Часто словом «авангардист» называют мыслителя, предложившего миру новую конструкцию общества. Скажем, Данте или Толстой согласно такой оценке должны считаться авангардистами. Однако, если речь идет о социальном движении, о целом направлении в искусстве, о большом отряде единомышленников, который разрастается на глазах, тогда термин «авангардисты» обретает иной смысл. Не могут сотни человек быть одновременно авторами новой идеи – это нонсенс. Они могут быть последователями идеи, пропагандистами – но это, согласитесь, нечто иное. И совершенно нелепо выглядит термин в отношении современного искусства, когда словом «авангард» обозначают модный продукт, считающийся самым успешным на сегодняшнем рынке.
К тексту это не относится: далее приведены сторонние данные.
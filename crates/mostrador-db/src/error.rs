//! # Database Error Types
//!
//! Error types for local store operations.
//!
//! ## Error Flow
//! ```text
//! ┌─────────────────────────────────────────────────────────────────────────┐
//! │                    Error Propagation                                    │
//! │                                                                         │
//! │  SQLite Error (sqlx::Error)                                            │
//! │       │                                                                 │
//! │       ▼                                                                 │
//! │  DbError (this module) ← Adds context and categorization               │
//! │       │                                                                 │
//! │       ├──► enqueue caller: abort the business mutation                 │
//! │       │                                                                 │
//! │       └──► dispatcher: log, end the drain cycle, try again later       │
//! │                                                                         │
//! └─────────────────────────────────────────────────────────────────────────┘
//! ```

use mostrador_core::{CoreError, OperationId};
use thiserror::Error;

/// Local store errors.
///
/// Any of these returned from an enqueue path means the queue entry was NOT
/// persisted, so the surrounding business mutation must not commit either.
#[derive(Debug, Error)]
pub enum DbError {
    /// Entity not found in database.
    #[error("{entity} not found: {id}")]
    NotFound { entity: String, id: String },

    /// Unique constraint violation.
    ///
    /// ## When This Occurs
    /// - Creating a second categoria with the same nombre
    #[error("Duplicate {field}: '{value}' already exists")]
    UniqueViolation { field: String, value: String },

    /// Foreign key constraint violation.
    ///
    /// ## When This Occurs
    /// - Local producto pointing at a categoria that does not exist
    #[error("Foreign key violation: {message}")]
    ForeignKeyViolation { message: String },

    /// Status transition rejected because the operation is not in a state
    /// that allows it (already terminal, or not pending for `mark_in_flight`).
    #[error("Operation {id} cannot move to {to}")]
    InvalidTransition { id: OperationId, to: &'static str },

    /// Modify/remove on a local table without a row identifier.
    #[error("{target} {kind} requires a row identifier")]
    MissingIdentifier { target: String, kind: String },

    /// Schema or payload problem reported by mostrador-core.
    #[error("Schema error: {0}")]
    Schema(#[from] CoreError),

    /// Rejected database configuration.
    #[error("Invalid database configuration: {0}")]
    InvalidConfig(String),

    /// Database connection failed.
    #[error("Connection failed: {0}")]
    ConnectionFailed(String),

    /// Migration failed.
    #[error("Migration failed: {0}")]
    MigrationFailed(String),

    /// Query execution failed.
    #[error("Query failed: {0}")]
    QueryFailed(String),

    /// Pool exhausted (all connections in use).
    #[error("Connection pool exhausted")]
    PoolExhausted,

    /// Internal database error.
    #[error("Internal database error: {0}")]
    Internal(String),
}

impl DbError {
    /// Creates a NotFound error for a given entity type and ID.
    pub fn not_found(entity: impl Into<String>, id: impl ToString) -> Self {
        DbError::NotFound {
            entity: entity.into(),
            id: id.to_string(),
        }
    }
}

/// Convert sqlx errors to DbError.
///
/// ## Error Mapping
/// ```text
/// sqlx::Error::RowNotFound    → DbError::NotFound
/// sqlx::Error::Database       → Analyze message for constraint type
/// sqlx::Error::PoolTimedOut   → DbError::PoolExhausted
/// Other                       → DbError::Internal
/// ```
impl From<sqlx::Error> for DbError {
    fn from(err: sqlx::Error) -> Self {
        match err {
            sqlx::Error::RowNotFound => DbError::not_found("Record", "unknown"),

            sqlx::Error::Database(db_err) => {
                let msg = db_err.message();

                // UNIQUE constraint: "UNIQUE constraint failed: <table>.<column>"
                // FK constraint: "FOREIGN KEY constraint failed"
                if let Some(field) = msg.strip_prefix("UNIQUE constraint failed: ") {
                    DbError::UniqueViolation {
                        field: field.to_string(),
                        value: "unknown".to_string(),
                    }
                } else if msg.contains("FOREIGN KEY constraint failed") {
                    DbError::ForeignKeyViolation {
                        message: msg.to_string(),
                    }
                } else {
                    DbError::QueryFailed(msg.to_string())
                }
            }

            sqlx::Error::PoolTimedOut => DbError::PoolExhausted,

            sqlx::Error::PoolClosed => DbError::ConnectionFailed("Pool is closed".to_string()),

            _ => DbError::Internal(err.to_string()),
        }
    }
}

impl From<sqlx::migrate::MigrateError> for DbError {
    fn from(err: sqlx::migrate::MigrateError) -> Self {
        DbError::MigrationFailed(err.to_string())
    }
}

/// Result type for database operations.
pub type DbResult<T> = Result<T, DbError>;

#[cfg(test)]
mod tests {
    use super::*;

    #[test]
    fn test_transition_message() {
        let err = DbError::InvalidTransition {
            id: 42,
            to: "completed",
        };
        assert_eq!(err.to_string(), "Operation 42 cannot move to completed");
    }

    #[test]
    fn test_pool_errors_map() {
        assert!(matches!(
            DbError::from(sqlx::Error::PoolTimedOut),
            DbError::PoolExhausted
        ));
        assert!(matches!(
            DbError::from(sqlx::Error::PoolClosed),
            DbError::ConnectionFailed(_)
        ));
    }
}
Очевидно, что мода может быть новой, но тысячи портных и продавцов модного платья не могут быть новаторами. И, если понимать социальное явление таким образом, определение «авангардисты» – становится функциональным обозначением передового отряда снабженцев культуры. Авангард – есть оболочка, кора культурного ядра. В отличие от самого культурного ядра, остающегося неизменным, определяющего отличие данной культуры от других, – авангардная пластичная оболочка меняется в зависимости от требований времени.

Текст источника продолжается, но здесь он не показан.